Dataset entries
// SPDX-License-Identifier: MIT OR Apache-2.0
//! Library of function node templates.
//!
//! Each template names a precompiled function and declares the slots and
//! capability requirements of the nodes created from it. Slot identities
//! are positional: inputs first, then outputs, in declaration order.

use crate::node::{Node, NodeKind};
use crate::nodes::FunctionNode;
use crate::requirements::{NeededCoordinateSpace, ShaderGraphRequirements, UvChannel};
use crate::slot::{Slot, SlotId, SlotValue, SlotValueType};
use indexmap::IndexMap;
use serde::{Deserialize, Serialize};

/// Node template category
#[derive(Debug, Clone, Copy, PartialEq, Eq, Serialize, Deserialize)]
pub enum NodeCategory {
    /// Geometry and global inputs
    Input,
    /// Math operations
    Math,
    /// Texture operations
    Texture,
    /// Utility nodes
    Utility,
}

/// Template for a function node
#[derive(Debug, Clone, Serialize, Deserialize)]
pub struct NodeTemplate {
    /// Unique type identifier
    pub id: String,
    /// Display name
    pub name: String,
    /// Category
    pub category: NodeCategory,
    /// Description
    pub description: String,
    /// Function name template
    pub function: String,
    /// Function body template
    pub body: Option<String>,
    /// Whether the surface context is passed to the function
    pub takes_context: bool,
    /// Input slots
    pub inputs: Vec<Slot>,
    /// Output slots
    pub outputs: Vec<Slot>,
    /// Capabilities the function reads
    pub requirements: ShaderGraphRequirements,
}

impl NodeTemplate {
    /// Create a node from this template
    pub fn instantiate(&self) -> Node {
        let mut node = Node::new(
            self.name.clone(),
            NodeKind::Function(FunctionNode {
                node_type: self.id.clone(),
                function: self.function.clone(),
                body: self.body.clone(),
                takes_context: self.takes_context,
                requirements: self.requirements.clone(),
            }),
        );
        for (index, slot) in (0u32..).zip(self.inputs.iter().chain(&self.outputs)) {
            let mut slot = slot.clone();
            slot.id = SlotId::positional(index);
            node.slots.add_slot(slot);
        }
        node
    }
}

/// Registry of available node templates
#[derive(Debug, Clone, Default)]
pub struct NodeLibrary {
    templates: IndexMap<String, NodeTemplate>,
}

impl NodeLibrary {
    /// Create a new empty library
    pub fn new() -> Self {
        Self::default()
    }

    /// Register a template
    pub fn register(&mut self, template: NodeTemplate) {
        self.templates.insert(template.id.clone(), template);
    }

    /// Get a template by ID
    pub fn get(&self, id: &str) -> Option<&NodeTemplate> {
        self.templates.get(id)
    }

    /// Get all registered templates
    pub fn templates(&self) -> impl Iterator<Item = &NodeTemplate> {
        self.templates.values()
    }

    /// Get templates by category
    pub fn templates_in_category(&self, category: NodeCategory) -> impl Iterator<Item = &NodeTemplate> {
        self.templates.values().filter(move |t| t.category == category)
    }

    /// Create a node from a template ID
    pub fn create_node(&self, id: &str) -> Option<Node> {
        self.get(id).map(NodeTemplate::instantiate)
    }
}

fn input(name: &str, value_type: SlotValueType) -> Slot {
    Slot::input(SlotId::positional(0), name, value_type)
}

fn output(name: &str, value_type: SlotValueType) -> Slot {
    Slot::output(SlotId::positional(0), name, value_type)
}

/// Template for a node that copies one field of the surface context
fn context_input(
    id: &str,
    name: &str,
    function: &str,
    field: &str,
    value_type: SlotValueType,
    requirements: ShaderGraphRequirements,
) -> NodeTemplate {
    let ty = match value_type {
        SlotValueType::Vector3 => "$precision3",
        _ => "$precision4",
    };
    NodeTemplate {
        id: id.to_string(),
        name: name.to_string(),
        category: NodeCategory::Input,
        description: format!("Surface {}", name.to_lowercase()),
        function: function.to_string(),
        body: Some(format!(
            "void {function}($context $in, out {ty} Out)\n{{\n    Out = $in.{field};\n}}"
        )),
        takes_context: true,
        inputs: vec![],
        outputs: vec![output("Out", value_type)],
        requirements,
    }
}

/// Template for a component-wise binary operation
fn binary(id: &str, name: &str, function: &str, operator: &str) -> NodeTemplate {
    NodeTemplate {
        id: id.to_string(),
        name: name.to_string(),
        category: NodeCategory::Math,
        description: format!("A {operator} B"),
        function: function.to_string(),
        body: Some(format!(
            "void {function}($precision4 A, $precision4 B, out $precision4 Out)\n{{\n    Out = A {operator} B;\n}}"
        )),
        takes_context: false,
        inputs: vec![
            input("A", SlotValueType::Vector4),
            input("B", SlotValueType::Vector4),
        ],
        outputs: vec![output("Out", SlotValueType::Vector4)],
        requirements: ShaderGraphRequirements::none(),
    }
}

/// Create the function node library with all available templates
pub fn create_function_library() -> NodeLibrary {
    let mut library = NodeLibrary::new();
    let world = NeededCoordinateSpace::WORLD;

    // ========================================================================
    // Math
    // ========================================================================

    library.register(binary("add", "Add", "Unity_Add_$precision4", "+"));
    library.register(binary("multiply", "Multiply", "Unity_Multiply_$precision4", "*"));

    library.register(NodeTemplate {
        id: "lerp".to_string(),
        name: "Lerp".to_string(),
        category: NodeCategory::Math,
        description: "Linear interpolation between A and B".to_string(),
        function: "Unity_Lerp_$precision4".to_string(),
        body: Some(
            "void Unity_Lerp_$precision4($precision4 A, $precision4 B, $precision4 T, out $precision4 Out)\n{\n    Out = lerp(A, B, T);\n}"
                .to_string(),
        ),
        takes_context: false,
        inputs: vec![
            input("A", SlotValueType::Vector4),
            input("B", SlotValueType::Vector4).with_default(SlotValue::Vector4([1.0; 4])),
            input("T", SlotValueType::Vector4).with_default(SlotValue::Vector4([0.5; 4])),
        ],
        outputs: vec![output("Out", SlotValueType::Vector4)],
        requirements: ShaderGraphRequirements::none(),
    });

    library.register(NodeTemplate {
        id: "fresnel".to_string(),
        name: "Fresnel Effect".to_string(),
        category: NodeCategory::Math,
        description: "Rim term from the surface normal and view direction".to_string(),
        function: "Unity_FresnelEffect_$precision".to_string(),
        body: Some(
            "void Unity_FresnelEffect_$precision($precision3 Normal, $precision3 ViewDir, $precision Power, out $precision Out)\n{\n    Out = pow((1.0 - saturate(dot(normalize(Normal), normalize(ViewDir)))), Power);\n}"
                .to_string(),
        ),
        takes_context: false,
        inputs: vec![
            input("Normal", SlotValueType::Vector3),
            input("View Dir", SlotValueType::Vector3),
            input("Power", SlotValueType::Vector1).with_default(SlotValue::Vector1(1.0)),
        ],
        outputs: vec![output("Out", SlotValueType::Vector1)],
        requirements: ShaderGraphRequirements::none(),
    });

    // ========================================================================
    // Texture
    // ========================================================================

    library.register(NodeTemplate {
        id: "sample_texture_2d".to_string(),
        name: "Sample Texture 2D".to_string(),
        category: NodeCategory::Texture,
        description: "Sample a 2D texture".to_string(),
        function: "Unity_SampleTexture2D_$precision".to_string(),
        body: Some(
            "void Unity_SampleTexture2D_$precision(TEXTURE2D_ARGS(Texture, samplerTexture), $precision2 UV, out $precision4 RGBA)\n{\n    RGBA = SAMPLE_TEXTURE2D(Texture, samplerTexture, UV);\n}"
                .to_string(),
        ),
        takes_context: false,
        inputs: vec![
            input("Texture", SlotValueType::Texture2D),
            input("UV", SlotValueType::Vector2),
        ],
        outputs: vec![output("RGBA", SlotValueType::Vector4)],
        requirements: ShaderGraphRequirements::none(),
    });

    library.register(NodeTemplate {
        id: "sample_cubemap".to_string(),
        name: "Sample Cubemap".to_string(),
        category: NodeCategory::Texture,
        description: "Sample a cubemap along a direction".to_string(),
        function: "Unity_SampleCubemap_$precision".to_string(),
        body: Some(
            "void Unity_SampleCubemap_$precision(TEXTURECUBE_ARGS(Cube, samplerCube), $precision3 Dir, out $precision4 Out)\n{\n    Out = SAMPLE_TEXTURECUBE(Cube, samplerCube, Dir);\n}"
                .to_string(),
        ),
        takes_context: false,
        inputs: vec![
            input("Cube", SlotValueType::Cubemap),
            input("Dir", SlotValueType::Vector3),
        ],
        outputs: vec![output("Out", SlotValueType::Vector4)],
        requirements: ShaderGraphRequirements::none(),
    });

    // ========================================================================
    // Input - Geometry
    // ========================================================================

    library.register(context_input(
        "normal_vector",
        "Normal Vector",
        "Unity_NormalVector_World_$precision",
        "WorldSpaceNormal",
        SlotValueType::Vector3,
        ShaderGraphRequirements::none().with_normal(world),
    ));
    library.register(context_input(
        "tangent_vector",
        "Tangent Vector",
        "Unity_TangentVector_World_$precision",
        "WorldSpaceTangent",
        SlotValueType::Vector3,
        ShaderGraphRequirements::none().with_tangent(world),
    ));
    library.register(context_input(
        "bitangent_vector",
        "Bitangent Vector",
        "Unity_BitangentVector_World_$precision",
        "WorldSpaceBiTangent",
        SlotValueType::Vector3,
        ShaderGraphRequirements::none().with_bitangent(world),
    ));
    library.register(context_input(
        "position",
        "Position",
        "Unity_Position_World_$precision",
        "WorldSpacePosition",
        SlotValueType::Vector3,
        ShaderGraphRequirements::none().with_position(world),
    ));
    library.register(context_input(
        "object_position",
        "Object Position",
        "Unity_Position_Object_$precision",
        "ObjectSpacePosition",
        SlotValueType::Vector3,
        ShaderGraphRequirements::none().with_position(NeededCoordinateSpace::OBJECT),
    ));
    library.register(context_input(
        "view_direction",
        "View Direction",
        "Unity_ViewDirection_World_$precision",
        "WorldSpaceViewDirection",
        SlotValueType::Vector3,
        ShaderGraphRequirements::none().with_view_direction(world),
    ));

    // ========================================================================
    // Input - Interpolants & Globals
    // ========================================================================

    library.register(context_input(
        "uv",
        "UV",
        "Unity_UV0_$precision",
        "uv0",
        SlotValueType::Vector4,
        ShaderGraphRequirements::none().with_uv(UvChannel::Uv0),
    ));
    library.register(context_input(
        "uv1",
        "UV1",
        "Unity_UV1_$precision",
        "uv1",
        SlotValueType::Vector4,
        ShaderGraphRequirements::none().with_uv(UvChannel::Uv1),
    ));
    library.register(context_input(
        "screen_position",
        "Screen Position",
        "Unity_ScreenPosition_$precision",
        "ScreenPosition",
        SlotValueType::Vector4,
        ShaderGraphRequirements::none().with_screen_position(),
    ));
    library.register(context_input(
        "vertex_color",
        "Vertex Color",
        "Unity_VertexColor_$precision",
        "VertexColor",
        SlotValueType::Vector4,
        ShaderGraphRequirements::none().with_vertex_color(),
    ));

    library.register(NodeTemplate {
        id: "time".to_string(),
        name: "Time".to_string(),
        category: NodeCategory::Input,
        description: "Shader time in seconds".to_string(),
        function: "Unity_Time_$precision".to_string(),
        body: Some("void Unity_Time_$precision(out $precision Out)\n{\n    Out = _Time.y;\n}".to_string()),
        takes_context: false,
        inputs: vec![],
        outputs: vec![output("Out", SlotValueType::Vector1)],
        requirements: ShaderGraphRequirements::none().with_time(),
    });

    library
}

==

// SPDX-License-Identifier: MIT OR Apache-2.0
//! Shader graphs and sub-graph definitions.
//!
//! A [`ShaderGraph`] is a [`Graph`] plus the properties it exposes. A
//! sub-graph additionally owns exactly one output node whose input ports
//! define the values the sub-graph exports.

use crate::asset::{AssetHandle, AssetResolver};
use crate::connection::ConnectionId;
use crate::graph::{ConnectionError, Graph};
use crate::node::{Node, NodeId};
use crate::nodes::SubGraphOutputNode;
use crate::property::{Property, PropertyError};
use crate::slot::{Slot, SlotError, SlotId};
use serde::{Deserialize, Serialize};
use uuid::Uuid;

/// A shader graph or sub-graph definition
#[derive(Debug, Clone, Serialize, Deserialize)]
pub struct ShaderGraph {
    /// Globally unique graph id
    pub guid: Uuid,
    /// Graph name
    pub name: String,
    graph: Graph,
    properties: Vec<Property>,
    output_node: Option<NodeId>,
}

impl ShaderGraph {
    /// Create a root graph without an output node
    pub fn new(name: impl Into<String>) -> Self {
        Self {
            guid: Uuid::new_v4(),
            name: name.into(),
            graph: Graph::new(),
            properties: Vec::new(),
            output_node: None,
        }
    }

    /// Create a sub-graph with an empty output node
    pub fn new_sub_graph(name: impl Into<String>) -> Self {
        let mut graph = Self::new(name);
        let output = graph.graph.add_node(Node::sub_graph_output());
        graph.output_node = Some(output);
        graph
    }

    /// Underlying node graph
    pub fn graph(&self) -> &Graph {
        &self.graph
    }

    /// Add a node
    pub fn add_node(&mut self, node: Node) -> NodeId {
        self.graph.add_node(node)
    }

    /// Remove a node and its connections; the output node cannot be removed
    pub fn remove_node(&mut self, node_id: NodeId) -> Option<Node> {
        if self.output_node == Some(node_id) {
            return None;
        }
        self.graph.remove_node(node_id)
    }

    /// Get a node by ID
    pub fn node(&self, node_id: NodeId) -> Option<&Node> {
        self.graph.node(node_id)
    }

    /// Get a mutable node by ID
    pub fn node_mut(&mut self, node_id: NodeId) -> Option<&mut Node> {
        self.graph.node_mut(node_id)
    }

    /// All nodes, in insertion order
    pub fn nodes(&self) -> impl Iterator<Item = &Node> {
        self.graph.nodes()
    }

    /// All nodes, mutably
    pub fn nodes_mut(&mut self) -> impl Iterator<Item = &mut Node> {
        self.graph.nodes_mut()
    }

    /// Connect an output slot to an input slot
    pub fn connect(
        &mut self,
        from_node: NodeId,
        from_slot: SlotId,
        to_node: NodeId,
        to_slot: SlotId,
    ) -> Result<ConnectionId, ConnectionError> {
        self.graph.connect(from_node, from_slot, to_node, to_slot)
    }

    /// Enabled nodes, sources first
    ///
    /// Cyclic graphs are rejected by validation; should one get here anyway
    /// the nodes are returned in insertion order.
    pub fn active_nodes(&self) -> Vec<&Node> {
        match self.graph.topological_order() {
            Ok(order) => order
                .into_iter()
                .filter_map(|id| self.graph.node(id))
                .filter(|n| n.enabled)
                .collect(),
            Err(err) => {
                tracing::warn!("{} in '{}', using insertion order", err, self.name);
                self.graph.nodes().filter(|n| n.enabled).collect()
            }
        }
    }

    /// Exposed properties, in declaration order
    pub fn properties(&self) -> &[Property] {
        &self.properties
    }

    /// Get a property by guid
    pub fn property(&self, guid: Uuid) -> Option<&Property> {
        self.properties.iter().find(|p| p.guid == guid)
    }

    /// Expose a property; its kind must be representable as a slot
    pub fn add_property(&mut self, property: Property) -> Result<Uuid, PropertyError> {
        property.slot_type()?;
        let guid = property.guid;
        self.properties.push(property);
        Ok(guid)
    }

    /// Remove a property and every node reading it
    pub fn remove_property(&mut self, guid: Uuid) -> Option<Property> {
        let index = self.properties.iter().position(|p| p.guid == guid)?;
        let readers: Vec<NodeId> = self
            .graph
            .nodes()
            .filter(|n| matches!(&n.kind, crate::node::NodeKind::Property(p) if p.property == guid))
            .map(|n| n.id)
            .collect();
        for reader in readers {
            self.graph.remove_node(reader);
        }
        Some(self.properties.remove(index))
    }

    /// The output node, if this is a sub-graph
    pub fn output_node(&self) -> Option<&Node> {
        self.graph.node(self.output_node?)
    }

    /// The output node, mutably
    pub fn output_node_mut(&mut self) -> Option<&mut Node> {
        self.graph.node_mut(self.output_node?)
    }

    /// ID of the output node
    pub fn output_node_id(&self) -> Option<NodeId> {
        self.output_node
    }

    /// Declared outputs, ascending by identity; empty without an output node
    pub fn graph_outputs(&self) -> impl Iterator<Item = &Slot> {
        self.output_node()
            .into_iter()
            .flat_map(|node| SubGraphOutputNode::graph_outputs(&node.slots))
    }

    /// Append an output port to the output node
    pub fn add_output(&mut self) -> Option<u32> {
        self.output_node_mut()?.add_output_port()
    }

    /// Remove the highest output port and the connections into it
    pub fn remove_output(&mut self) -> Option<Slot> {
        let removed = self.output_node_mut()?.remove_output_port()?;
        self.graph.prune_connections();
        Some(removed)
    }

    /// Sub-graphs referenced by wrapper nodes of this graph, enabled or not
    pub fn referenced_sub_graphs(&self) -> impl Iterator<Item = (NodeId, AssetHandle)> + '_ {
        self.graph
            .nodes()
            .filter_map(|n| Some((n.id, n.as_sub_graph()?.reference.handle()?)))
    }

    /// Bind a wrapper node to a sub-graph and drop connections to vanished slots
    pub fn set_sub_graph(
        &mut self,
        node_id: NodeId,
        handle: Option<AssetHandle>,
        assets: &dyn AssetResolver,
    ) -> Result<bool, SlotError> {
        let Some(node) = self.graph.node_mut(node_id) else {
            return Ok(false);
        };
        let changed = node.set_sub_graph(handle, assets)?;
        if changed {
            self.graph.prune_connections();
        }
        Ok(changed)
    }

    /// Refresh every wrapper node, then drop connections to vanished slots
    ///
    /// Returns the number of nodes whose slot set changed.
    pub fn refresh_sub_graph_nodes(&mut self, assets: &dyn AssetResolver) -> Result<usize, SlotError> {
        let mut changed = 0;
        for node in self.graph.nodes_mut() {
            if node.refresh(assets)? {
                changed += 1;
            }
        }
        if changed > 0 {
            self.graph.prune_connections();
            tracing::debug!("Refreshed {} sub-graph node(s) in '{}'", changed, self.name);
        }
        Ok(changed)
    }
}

Action item
Your response should be made up of the lines in the data that contain the word "whose".

Problem solution
//! sub-graph additionally owns exactly one output node whose input ports
    /// Returns the number of nodes whose slot set changed.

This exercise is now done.